According to recent information, put out by China's Ministry of Commerce, the profit margins in the export sector (for all industries) in China fell to 1.44% in February 2011 from 1.47% in 2010. In Guangdong, the major southern industries province, local media has reported that the profit margins in some clothing exporting companies are as low as 2%. There have been a number of problems that the Chinese garment exporters have been facing for quite some time. The major problems confronting the Chinese exporters are appreciation of Yuan, high and volatile material costs and soaring labour costs. These accretions in costs have outpaced the subsidy that the Chinese Government has been offering from time to time. And the competition for pie in the world garment export trade is become fiercer by the day. Will China, which has been the world leader in garment export, be able to maintain in supremacy in the global garment trade?

A recent Chinese report speaks of "the clothing factories of Shenzhen have been hit by a "perfect storm", battered by rising labour costs, unstable prices for raw materials, currency appreciation and dipping demand. By year's end, more than half of the once bustling businesses could be shuttered." The report goes on to add that "One by one, the garment factories of Shenzhen are shutting down. Industry analysts say that by Christmas, 60% will be gone. A business that was once worth 150 billion RMB (23 billion dollars) per year has been battered on all sides: rising costs of labor and raw materials, an appreciating currency, inflation, and a slump in demand."

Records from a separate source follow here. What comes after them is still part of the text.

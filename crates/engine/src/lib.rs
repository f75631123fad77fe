//! Engine side of courier
//!
//! This crate defines the callback-driven engine boundary the bridge consumes
//! and ships two in-process engines:
//! - Engine: the boundary trait and its callback types
//! - EngineHandle: session lifecycle (create, run, idempotent close)
//! - MemoryEngine: reference engine with staging, CAS checks, commit-time
//!   conflict detection and retry
//! - ScriptedEngine (`testing`): fake engine for exercising the bridge
//!
//! Engines complete operations on threads they own; nothing here knows about
//! the application's async runtime.

#![warn(missing_docs)]
#![warn(clippy::all)]

pub mod engine;
pub mod handle;
pub mod memory;
pub mod retry;
pub mod testing;
pub mod workers;

pub use engine::{AttemptFn, Engine, ErrorCallback, SuccessCallback};
pub use handle::EngineHandle;
pub use memory::{DocumentStore, MemoryAttempt, MemoryEngine, MemoryEngineStats, MemorySession};
pub use retry::RetryConfig;
pub use workers::{Rejected, WorkerPool, WorkerStats};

"Wang, an exporter in Shenzhen, who used to receive massive orders to supply brand-name retailers, invited me onto his empty factory floor. He said the greatest difficulty the business faces is the continuing appreciation of the Chinese currency, RMB, which intimidates factories from taking orders. He now accepts only urgent and short-term contracts. Wang pointed to the hundreds of automatic sewing machines sitting idle, noting that his garment production capacity used to be hundreds of thousands of pieces annually. Since January this year, production volume has not even reached 5,000 pieces. The factories used to hire thousands of workers. Now they employ just a few dozen. And even with these workers, the factory is only in operation for less than 10 days a month. Wang told me that if the situation does not improve, his factory will eventually collapse altogether. For now, he is one of the luckier ones, able to maintain a skeletal operation; large numbers of smaller enterprises are already doomed no matter what happens.